Shortages of key materials, exacerbated by the Ukraine conflict, plus shipping delays from Covid-related lockdowns at major Chinese ports, have underpinned the ‘higher inflation for longer’ argument.
Faced with higher-than-expected inflation data in the first half of April, the US Federal Reserve has made its feelings quite clear – that it is serious about curbing inflation by bringing a more abrupt end to quantitative easing (QE) and emphasising its determination to increase official short term interest rates over the balance of 2022.
A need to re-establish credibility perhaps.

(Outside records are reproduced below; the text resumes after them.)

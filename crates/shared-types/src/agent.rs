use chrono::{DateTime, Utc};
use serde::{Deserialize, Serialize};

use crate::listing::{Listable, SortValue};

pub const AGENT_STATUSES: &[&str] = &["ACTIVE", "INACTIVE"];

pub const AGENT_SORT_KEYS: &[&str] = &[
    "createdAt:desc",
    "createdAt:asc",
    "openTickets:desc",
    "openTickets:asc",
];

/// Support agent who can be assigned issues.
#[derive(Debug, Clone, PartialEq, Serialize, Deserialize)]
#[serde(rename_all = "camelCase")]
pub struct Agent {
    #[serde(alias = "_id")]
    pub id: String,
    pub name: String,
    pub email: String,
    #[serde(default)]
    pub active: bool,
    #[serde(default)]
    pub open_tickets: u32,
    pub created_at: DateTime<Utc>,
}

impl Agent {
    pub fn status_label(&self) -> &'static str {
        if self.active {
            "ACTIVE"
        } else {
            "INACTIVE"
        }
    }
}

impl Listable for Agent {
    fn row_id(&self) -> &str {
        &self.id
    }

    fn status(&self) -> &str {
        self.status_label()
    }

    fn created_at(&self) -> DateTime<Utc> {
        self.created_at
    }

    fn search_haystack(&self) -> String {
        format!("{} {}", self.name, self.email)
    }

    fn sort_value(&self, field: &str) -> Option<SortValue> {
        match field {
            "createdAt" => Some(SortValue::Time(self.created_at)),
            "openTickets" => Some(SortValue::Number(self.open_tickets as f64)),
            _ => None,
        }
    }
}

#[derive(Debug, Clone, PartialEq, Serialize, Deserialize)]
#[serde(rename_all = "camelCase")]
pub struct AgentDetail {
    #[serde(flatten)]
    pub agent: Agent,
    #[serde(default)]
    pub resolved_tickets: u32,
    #[serde(default)]
    pub recent_ticket_numbers: Vec<String>,
}
use dioxus::prelude::*;

/// Native `<select>` for filters and form fields.
///
/// `options` are `(value, label)` pairs rendered in order; `error` behaves
/// like [`crate::Input`]'s.
#[component]
pub fn FormSelect(
    /// Current selected value.
    #[props(default)]
    value: String,
    #[props(default)]
    onchange: Option<EventHandler<Event<FormData>>>,
    #[props(default)]
    label: String,
    options: Vec<(String, String)>,
    #[props(default = false)]
    disabled: bool,
    #[props(default)]
    error: String,
) -> Element {
    let invalid = !error.is_empty();
    rsx! {
        document::Link { rel: "stylesheet", href: asset!("./style.css") }
        div { class: if invalid { "form-select-wrapper invalid" } else { "form-select-wrapper" },
            if !label.is_empty() {
                label { class: "form-select-label", "{label}" }
            }
            select {
                class: "form-select",
                value: value.clone(),
                disabled: disabled,
                onchange: move |evt| {
                    if let Some(handler) = &onchange {
                        handler.call(evt);
                    }
                },
                for (option_value, option_label) in options.iter() {
                    option {
                        key: "{option_value}",
                        value: "{option_value}",
                        selected: *option_value == value,
                        "{option_label}"
                    }
                }
            }
            if invalid {
                span { class: "form-select-error", "{error}" }
            }
        }
    }
}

The Bank of England, while not as vocal, is of a similar mind. The following chart from Investing.com illustrates both the volatility of UK ten-year gilt yields in recent weeks and the sharp rise in yields.
The Office for National Statistics (ONS) reported on the UK’s consumer price inflation (CPI) on April 13th.

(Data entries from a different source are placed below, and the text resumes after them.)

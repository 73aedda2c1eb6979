use client::{Agents, Issues, ListResource};
use dioxus::prelude::*;
use shared_types::{IssueDetail, TableQuery, ISSUE_STATUSES, MAX_PAGE_SIZE};
use shared_ui::{
    Button, DetailGrid, DetailItem, DetailList, DetailSection, FormSelect, InlineNotice,
    PageHeader, PageTitle,
};

use crate::auth::use_api;
use crate::format_helpers::timestamp;
use crate::remote_table::{remote_table, use_remote_table, TableHandle};
use crate::routes::Route;

#[component]
pub fn IssueList(query: String) -> Element {
    let mirror = use_callback(|query: String| {
        navigator().replace(Route::IssueList { query });
    });
    let table = use_remote_table::<Issues>(query, mirror);
    let title = Issues::TITLE;

    rsx! {
        div { class: "container",
            PageHeader {
                PageTitle { "{title}" }
            }
            {remote_table(table, issue_detail)}
        }
    }
}

fn issue_detail(detail: &IssueDetail, table: TableHandle<Issues>) -> Element {
    let issue = &detail.issue;
    let comments: Vec<(String, String, String)> = detail
        .comments
        .iter()
        .map(|c| (c.author.clone(), timestamp(c.created_at), c.body.clone()))
        .collect();

    rsx! {
        DetailGrid {
            DetailSection { title: "Ticket",
                DetailList {
                    DetailItem { label: "Ticket", value: issue.ticket_number.clone() }
                    DetailItem { label: "Subject", value: issue.subject.clone() }
                    DetailItem { label: "Raised by", value: issue.raised_by.clone() }
                    DetailItem { label: "Category", value: issue.category.clone().unwrap_or_default() }
                    DetailItem { label: "Priority", value: client::humanize_status(&issue.priority) }
                    DetailItem { label: "Ride", value: detail.ride_id.clone().unwrap_or_default() }
                    DetailItem { label: "Agent", value: issue.assigned_agent.clone().unwrap_or_default() }
                }
                p { class: "detail-body", "{detail.description}" }
            }
            DetailSection { title: "Comments",
                if comments.is_empty() {
                    p { class: "detail-muted", "No comments yet" }
                }
                for (i, (author, at, body)) in comments.into_iter().enumerate() {
                    div { key: "{i}", class: "detail-comment",
                        div { class: "detail-comment-meta", "{author} · {at}" }
                        p { "{body}" }
                    }
                }
            }
            DetailSection { title: "Actions",
                IssueActions {
                    issue_id: issue.id.clone(),
                    status: issue.status.clone(),
                    table,
                }
            }
        }
    }
}

/// Assign an agent and move the ticket through its workflow.
#[component]
fn IssueActions(issue_id: String, status: String, table: TableHandle<Issues>) -> Element {
    let api = use_api();
    let mut agent_id = use_signal(String::new);
    let mut next_status = use_signal(move || status);
    let mut busy = use_signal(|| false);
    let mut notice = use_signal(|| Option::<(bool, String)>::None);
    let mut agent_error = use_signal(String::new);

    let agents = use_resource({
        let api = api.clone();
        move || {
            let api = api.clone();
            async move {
                let query = TableQuery::initial(MAX_PAGE_SIZE, Agents::default_sort());
                api.list::<Agents>(&query).await
            }
        }
    });

    let agent_options: Vec<(String, String)> = match &*agents.read() {
        Some(Ok(page)) => std::iter::once((String::new(), "Choose an agent".to_string()))
            .chain(page.rows.iter().map(|a| (a.id.clone(), a.name.clone())))
            .collect(),
        _ => vec![(String::new(), "Loading agents...".to_string())],
    };
    let status_options: Vec<(String, String)> = ISSUE_STATUSES
        .iter()
        .map(|s| (s.to_string(), client::humanize_status(s)))
        .collect();

    let assign = {
        let api = api.clone();
        let issue_id = issue_id.clone();
        move |_: MouseEvent| {
            let api = api.clone();
            let issue_id = issue_id.clone();
            spawn(async move {
                busy.set(true);
                agent_error.set(String::new());
                match api.assign_issue(&issue_id, &agent_id()).await {
                    Ok(message) => {
                        notice.set(Some((true, message.unwrap_or_else(|| "Issue assigned".to_string()))));
                        table.reload();
                    }
                    Err(err) => match err.field("agentId") {
                        Some(msg) => agent_error.set(msg.to_string()),
                        None => notice.set(Some((false, err.message))),
                    },
                }
                busy.set(false);
            });
        }
    };

    let save_status = move |_: MouseEvent| {
        let api = api.clone();
        let issue_id = issue_id.clone();
        spawn(async move {
            busy.set(true);
            match api.update_issue_status(&issue_id, &next_status()).await {
                Ok(message) => {
                    notice.set(Some((true, message.unwrap_or_else(|| "Status updated".to_string()))));
                    table.reload();
                }
                Err(err) => notice.set(Some((false, err.message))),
            }
            busy.set(false);
        });
    };

    rsx! {
        div { class: "detail-actions",
            FormSelect {
                label: "Agent",
                value: agent_id(),
                options: agent_options,
                error: agent_error(),
                onchange: move |evt: FormEvent| agent_id.set(evt.value()),
            }
            Button { busy: busy(), onclick: assign, "Assign" }
            FormSelect {
                label: "Status",
                value: next_status(),
                options: status_options,
                onchange: move |evt: FormEvent| next_status.set(evt.value()),
            }
            Button { busy: busy(), onclick: save_status, "Update status" }
        }
        if let Some((success, message)) = notice() {
            InlineNotice { message, success }
        }
    }
}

The problem for the UK is that it’s economy has slowed considerably, growing by just 0.1% in February 2022. While inflation is this year’s problem and may become more entrenched due to economies wanting to be less dependent on supplies from far afield and from less friendly countries, there are concerns that recession or perhaps stagflation could manifest next year.
Tight labour markets continue, and with them, upward pressure on wages. Last week, the ONS reported that in the three months to end February 2022, UK unemployment fell to 3.8%.

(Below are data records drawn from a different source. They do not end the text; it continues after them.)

use chrono::NaiveDate;
use shared_types::{AppError, QueryRules, SortKey, StatusFilter, TableQuery};

/// The user's pending, not-yet-applied filter intent.
///
/// Setters never validate or fetch; [`FilterState::snapshot`] is the single
/// place where the intent is checked and turned into an applied query.
#[derive(Debug, Clone, PartialEq)]
pub struct FilterState {
    search_text: String,
    status: StatusFilter,
    start_date: Option<NaiveDate>,
    end_date: Option<NaiveDate>,
    sort: SortKey,
    defaults: TableQuery,
}

impl FilterState {
    pub fn new(defaults: TableQuery) -> Self {
        let mut state = Self {
            search_text: String::new(),
            status: StatusFilter::All,
            start_date: None,
            end_date: None,
            sort: defaults.sort.clone(),
            defaults,
        };
        state.reset_all();
        state
    }

    /// Pending intent matching an already-applied query (URL restore).
    pub fn from_query(query: &TableQuery, defaults: TableQuery) -> Self {
        Self {
            search_text: query.search_text.clone(),
            status: query.status.clone(),
            start_date: query.start_date,
            end_date: query.end_date,
            sort: query.sort.clone(),
            defaults,
        }
    }

    pub fn set_search_text(&mut self, text: impl Into<String>) {
        self.search_text = text.into();
    }

    pub fn set_status_filter(&mut self, status: &str) {
        self.status = StatusFilter::parse(status);
    }

    pub fn set_date_range(&mut self, start: Option<NaiveDate>, end: Option<NaiveDate>) {
        self.start_date = start;
        self.end_date = end;
    }

    pub fn set_start_date(&mut self, start: Option<NaiveDate>) {
        self.start_date = start;
    }

    pub fn set_end_date(&mut self, end: Option<NaiveDate>) {
        self.end_date = end;
    }

    pub fn set_sort(&mut self, sort: SortKey) {
        self.sort = sort;
    }

    /// Restore every field to the screen's defaults.
    pub fn reset_all(&mut self) {
        self.search_text = self.defaults.search_text.clone();
        self.status = self.defaults.status.clone();
        self.start_date = self.defaults.start_date;
        self.end_date = self.defaults.end_date;
        self.sort = self.defaults.sort.clone();
    }

    pub fn search_text(&self) -> &str {
        &self.search_text
    }

    pub fn status(&self) -> &StatusFilter {
        &self.status
    }

    pub fn start_date(&self) -> Option<NaiveDate> {
        self.start_date
    }

    pub fn end_date(&self) -> Option<NaiveDate> {
        self.end_date
    }

    pub fn sort(&self) -> &SortKey {
        &self.sort
    }

    pub fn defaults(&self) -> &TableQuery {
        &self.defaults
    }

    /// Validate the pending intent and produce the page-1 query to apply.
    pub fn snapshot(&self, rules: &QueryRules) -> Result<TableQuery, AppError> {
        let query = TableQuery {
            search_text: self.search_text.trim().to_string(),
            status: self.status.clone(),
            start_date: self.start_date,
            end_date: self.end_date,
            sort: self.sort.clone(),
            page: 1,
            page_size: self.defaults.page_size,
        };
        query.validate(rules)?;
        Ok(query)
    }
}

There is a lot of rate hiking priced into markets as the following chart from JP Morgan Asset Management illustrates.
It is possible to paint a backdrop where bonds have the potential to do better if US and UK economic growth hits a wall and central banks do not follow through on the predicted rate increases shown above.
The problem for bonds, both government and credit, is that after a number of years of artificially maintained low nominal yields by central banks, the transition to ‘normal’ leaves yields still below the point where they represent an attractive investment in multi-asset portfolios.
The shape of yield curves and their flirtations with inversion (long rates below short rates), gives some clues as to market expectations over the longer-term inflation picture. For us, the demand/supply outlook favours commodities over bonds.
For those looking for a shaft of light from the recent inflation data, the following chart sourced from The Daily Shot shows US core CPI detaching from the headline number and trending down.
There was a reduction in small cap exposure in UK equities in favour of a new position in a global infrastructure fund which is also a good diversifier within the funds’ equity allocations. Cash positions have been maintained at close to 10% as a defensive stance and commodity exposure has also been maintained. In the multi-asset funds, commodities have proved to be a better balancing asset class than bonds.